Henry Fitzroy’s birth does not in any way contradict the theory that Henry VIII was Kell positive. Fitzroy was Bessie Blount’s first known pregnancy and her only child by the King, so her body would not have been sensitized to the Kell antigen yet, and the fetus would have been safe from her antibodies. Some historians have speculated that Henry only had one child with Bessie because he was sexually unaroused by a woman who had borne his child. That seems unlikely, since he had gotten Katherina pregnant annually and she had definitely given birth to his children. Then again, Katherina was also his queen and thus it was his duty as much as his pleasure to try to impregnate her in order to secure heirs, so perhaps he really did reject his mistress because she had become the mother of his son. Nevertheless, it is at least possible that he didn’t have multiple children with his mistress because he couldn’t. Any of Bessie’s subsequent pregnancies in which she carried a Kell positive fetus would not have produced a viable baby, just like many of the losses experienced by Henry’s wife. This must remain speculation, since there is no record of Bessie having ever been pregnant with any more of the king’s children. She did, however, have subsequent children with her husband, Gilbert Talboys.
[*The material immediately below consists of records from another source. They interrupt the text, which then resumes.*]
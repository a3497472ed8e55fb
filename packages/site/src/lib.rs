pub mod config;
pub mod contact;
pub mod content;
pub mod models;
pub mod motion;
pub mod nav;
pub mod showcase;
pub mod theme;

pub use config::PortfolioConfig;
pub use contact::{ContactError, ContactField, ContactForm, ContactMessage};
pub use models::{
    Experience, ExperienceProject, Image, NavItem, Network, Profile, Project, RepoLinks, Skill,
    SkillIcon, SocialLink, Testimonial, TestimonialIcon,
};
pub use motion::{Ease, Float, Motion, Pose, Stagger, Transition, Trigger};
pub use nav::MenuState;
pub use showcase::Showcase;
pub use theme::ThemePreference;
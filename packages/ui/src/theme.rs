//! Light/dark theme handling.
//!
//! The preference lives in a [`ThemeSignal`] provided by the launcher and is
//! mirrored to `localStorage`. Applying a theme toggles the `dark` class on the
//! document root, which the `dark:` utility classes key off.

use dioxus::prelude::*;
use site::ThemePreference;

use crate::icons::{FaCircleHalfStroke, FaMoon, FaSun};
use crate::Icon;

pub type ThemeSignal = Signal<ThemePreference>;

/// Read the stored preference, apply it and publish it to `theme`.
pub fn load_theme_from_storage(theme: &mut ThemeSignal) {
    let mut theme = *theme;
    let js = format!(
        "dioxus.send(window.localStorage ? (localStorage.getItem(\"{key}\") || \"\") : \"\");",
        key = ThemePreference::STORAGE_KEY,
    );
    spawn(async move {
        let mut eval = document::eval(&js);
        match eval.recv::<String>().await {
            Ok(stored) => {
                let stored = (!stored.is_empty()).then_some(stored.as_str());
                let preference = ThemePreference::from_storage(stored);
                apply_theme(preference);
                theme.set(preference);
            }
            Err(e) => {
                tracing::debug!("theme storage unavailable: {e}");
                apply_theme(ThemePreference::System);
            }
        }
    });
}

/// Persist `preference` and update the `dark` class on `<html>`.
pub fn apply_theme(preference: ThemePreference) {
    let key = ThemePreference::STORAGE_KEY;
    let store = match preference.as_storage() {
        Some(value) => format!("localStorage.setItem(\"{key}\", \"{value}\");"),
        None => format!("localStorage.removeItem(\"{key}\");"),
    };
    let dark = match preference {
        ThemePreference::Dark => "true".to_string(),
        ThemePreference::Light => "false".to_string(),
        ThemePreference::System => {
            "window.matchMedia('(prefers-color-scheme: dark)').matches".to_string()
        }
    };
    let js = format!(
        r#"(function() {{
            try {{ {store} }} catch (e) {{}}
            document.documentElement.classList.toggle('dark', {dark});
        }})();"#
    );
    document::eval(&js);
}

/// Button cycling System -> Light -> Dark.
#[component]
pub fn ThemeToggle(#[props(default)] class: String) -> Element {
    let mut theme = use_context::<ThemeSignal>();
    let current = theme();

    rsx! {
        button {
            class: "p-2 rounded-md hover:bg-gray-100 dark:hover:bg-gray-800 transition-colors {class}",
            title: current.label(),
            "aria-label": current.label(),
            onclick: move |_| {
                let next = theme().next();
                apply_theme(next);
                theme.set(next);
            },
            {match current {
                ThemePreference::System => rsx! { Icon { icon: FaCircleHalfStroke, width: 18, height: 18 } },
                ThemePreference::Light => rsx! { Icon { icon: FaSun, width: 18, height: 18 } },
                ThemePreference::Dark => rsx! { Icon { icon: FaMoon, width: 18, height: 18 } },
            }}
        }
    }
}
Obviously, Fitzroy is consistent with the Kell theory, and he is probably my best hope of ever proving any medical hypothesis regarding Henry VIII because he is the only one of Henry’s children it would be theoretically possible to get a DNA sample from. Fitzroy was never officially crowned or in line for the throne, so a team of archeologists wouldn’t necessarily need royal permission to excavate his body and test his remains, which makes the exhumation slightly less unlikely to happen. If Fitzroy had a Kell positive gene, that would make it infinitely more probable that his dad was Kell positive.
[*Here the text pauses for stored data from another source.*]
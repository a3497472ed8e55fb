use dioxus::prelude::*;
use site::PortfolioConfig;

/// The configuration provided by the launcher, or defaults when none was.
pub fn use_config() -> PortfolioConfig {
    use_hook(|| try_consume_context::<PortfolioConfig>().unwrap_or_default())
}
//! # Content records
//!
//! Plain data types for everything the portfolio renders. All instances live in
//! [`crate::content`] as `'static` data and are never mutated at runtime, so the
//! string fields borrow `&'static str` instead of owning `String`s.
//!
//! ## Types
//!
//! | Struct | Represents |
//! |--------|-----------|
//! | [`Profile`] | The site owner: name, headline, biography, contact details, social links. |
//! | [`Experience`] | A position held, with optional nested [`ExperienceProject`]s and a training note. |
//! | [`Project`] | A showcase entry with live link, [`RepoLinks`] and technology tags. |
//! | [`Testimonial`] | A philosophy card; one of them may be `featured`. |
//! | [`Skill`] | A skill card with its [`SkillIcon`]. |
//! | [`SocialLink`] | A link to a profile on a [`Network`]. |
//! | [`NavItem`] | An in-page navigation anchor. |

/// An image reference with its alternative text.
#[derive(Clone, Copy, Debug, PartialEq, Eq)]
pub struct Image {
    pub src: &'static str,
    pub alt: &'static str,
}

/// Social networks the site links to.
#[derive(Clone, Copy, Debug, PartialEq, Eq, Hash)]
pub enum Network {
    Facebook,
    GitHub,
    LinkedIn,
    Discord,
}

impl Network {
    pub fn label(&self) -> &'static str {
        match self {
            Network::Facebook => "Facebook",
            Network::GitHub => "GitHub",
            Network::LinkedIn => "LinkedIn",
            Network::Discord => "Discord",
        }
    }
}

#[derive(Clone, Copy, Debug, PartialEq, Eq)]
pub struct SocialLink {
    pub network: Network,
    pub href: &'static str,
}

/// An entry in the navigation bar, pointing at a section id.
#[derive(Clone, Copy, Debug, PartialEq, Eq)]
pub struct NavItem {
    pub label: &'static str,
    /// In-page anchor: "#skills"
    pub href: &'static str,
}

/// The site owner.
#[derive(Clone, Copy, Debug, PartialEq)]
pub struct Profile {
    pub name: &'static str,
    /// Greeting shown before the name: "Hello I'm"
    pub greeting: &'static str,
    /// Role split in an emphasised and an outlined part: ("Full Stack", "Developer")
    pub title: (&'static str, &'static str),
    pub location: &'static str,
    pub tagline: &'static str,
    pub biography: &'static [&'static str],
    pub email: &'static str,
    pub phone: &'static str,
    pub resume_url: &'static str,
    pub banner: Image,
    pub portrait: Image,
    pub socials: &'static [SocialLink],
    pub footer_blurb: &'static str,
    pub copyright_year: u16,
}

impl Profile {
    /// `mailto:` link for the contact email.
    pub fn mailto(&self) -> String {
        format!("mailto:{}", self.email)
    }

    /// `tel:` link for the contact phone number.
    pub fn tel(&self) -> String {
        format!("tel:{}", self.phone)
    }
}

/// A project delivered as part of an [`Experience`].
#[derive(Clone, Copy, Debug, PartialEq, Eq)]
pub struct ExperienceProject {
    pub title: &'static str,
    pub description: &'static str,
    pub technologies: &'static str,
}

#[derive(Clone, Copy, Debug, PartialEq, Eq)]
pub struct Experience {
    pub company: &'static str,
    pub role: &'static str,
    /// Free-form period: "January 2024 - Present"
    pub period: &'static str,
    pub description: &'static str,
    /// Key projects, empty when the role has none listed
    pub projects: &'static [ExperienceProject],
    pub training: Option<&'static str>,
    pub logo: Image,
}

/// Source repositories of a [`Project`].
#[derive(Clone, Copy, Debug, Default, PartialEq, Eq)]
pub struct RepoLinks {
    pub main: Option<&'static str>,
    pub frontend: Option<&'static str>,
    pub backend: Option<&'static str>,
}

impl RepoLinks {
    /// Present links as `(label, href)`, in the order main, frontend, backend.
    pub fn iter(&self) -> impl Iterator<Item = (&'static str, &'static str)> {
        [
            ("GitHub", self.main),
            ("Frontend", self.frontend),
            ("Backend", self.backend),
        ]
        .into_iter()
        .filter_map(|(label, href)| href.map(|href| (label, href)))
    }

    pub fn is_empty(&self) -> bool {
        self.iter().next().is_none()
    }
}

#[derive(Clone, Copy, Debug, PartialEq, Eq)]
pub struct Project {
    pub id: u32,
    pub title: &'static str,
    pub description: &'static str,
    pub image: Image,
    /// Live demo URL
    pub link: &'static str,
    pub repositories: RepoLinks,
    /// Comma separated technology tags
    pub technologies: &'static str,
}

impl Project {
    /// Identifier zero-padded to two digits: 1 -> "01".
    pub fn number(&self) -> String {
        format!("{:02}", self.id)
    }

    pub fn tags(&self) -> impl Iterator<Item = &'static str> {
        self.technologies
            .split(',')
            .map(str::trim)
            .filter(|t| !t.is_empty())
    }
}

#[derive(Clone, Copy, Debug, PartialEq, Eq)]
pub enum TestimonialIcon {
    Code,
    Layers,
    Target,
}

#[derive(Clone, Copy, Debug, PartialEq, Eq)]
pub struct Testimonial {
    pub id: u32,
    pub name: &'static str,
    pub role: &'static str,
    pub icon: TestimonialIcon,
    pub quote: &'static str,
    pub featured: bool,
}

#[derive(Clone, Copy, Debug, PartialEq, Eq)]
pub enum SkillIcon {
    JavaScript,
    TypeScript,
    React,
    NextJs,
    NodeJs,
    Laravel,
    Prisma,
    PostgreSql,
    MongoDb,
    Git,
}

#[derive(Clone, Copy, Debug, PartialEq, Eq)]
pub struct Skill {
    pub title: &'static str,
    pub icon: SkillIcon,
    /// Inverted colours
    pub filled: bool,
}

#[cfg(test)]
mod tests {
    use super::*;

    fn project(repositories: RepoLinks) -> Project {
        Project {
            id: 4,
            title: "Demo",
            description: "A demo project",
            image: Image { src: "/demo.png", alt: "Demo" },
            link: "https://demo.example.com",
            repositories,
            technologies: "Rust, Dioxus,  Tailwind CSS ,",
        }
    }

    #[test]
    fn test_project_number_is_zero_padded() {
        assert_eq!(project(RepoLinks::default()).number(), "04");
        let mut p = project(RepoLinks::default());
        p.id = 12;
        assert_eq!(p.number(), "12");
    }

    #[test]
    fn test_project_tags_are_trimmed() {
        let p = project(RepoLinks::default());
        let tags: Vec<_> = p.tags().collect();
        assert_eq!(tags, vec!["Rust", "Dioxus", "Tailwind CSS"]);
    }

    #[test]
    fn test_repo_links_order_and_labels() {
        let links = RepoLinks {
            main: None,
            frontend: Some("https://github.com/x/front"),
            backend: Some("https://github.com/x/back"),
        };
        let all: Vec<_> = links.iter().collect();
        assert_eq!(
            all,
            vec![
                ("Frontend", "https://github.com/x/front"),
                ("Backend", "https://github.com/x/back"),
            ]
        );
        assert!(!links.is_empty());
        assert!(RepoLinks::default().is_empty());
    }

    #[test]
    fn test_network_labels() {
        assert_eq!(Network::GitHub.label(), "GitHub");
        assert_eq!(Network::LinkedIn.label(), "LinkedIn");
    }
}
Then there is my theory that Henry Fitzroy and Edward VI and Arthur Tudor all died from complications of atypical (non-classic) cystic fibrosis. As I elaborate in Edward VI in a Nutshell:

“if Arthur, Fitzroy, and Edward had all inherited a similar genetic mutation causing non-classic CF, then they could have been relatively healthy as children but have had undetected pulmonary deterioration that eventually needed just one more infection (viral or bacterial) to tip the scales toward  their demise. Once their bodies were weakened, more optimistic infections could occur, as well as septicemia and renal failure. The chronic cough, struggle to breath, and the ‘wasting’ effect of mal-absorption of food due to the thick mucus obstructing the digestive system were all symptoms exhibited by the dying Tudor adolescents. The bronchiectasis would have looked a lot like tuberculosis to their physicians, albeit a strangely fast-acting one … Fitzroy’s illness progressed too rapidly to feasibly be tuberculosis; TB usually takes two to ten years to kill the patient. TB can, of course, prove fatal more quickly than its average, but it would be farfetched to think it caused Fitzroy’s death in just a few weeks.”

If we can dig up Fitzroy, we can find out if my theory on CF holds water too. So much ti be learned from one set of bones! Now, does anyone know any documentary producers willing to fund a team of curious archaeologists in a quest to dig up and test Fitzroy’s mortal coil?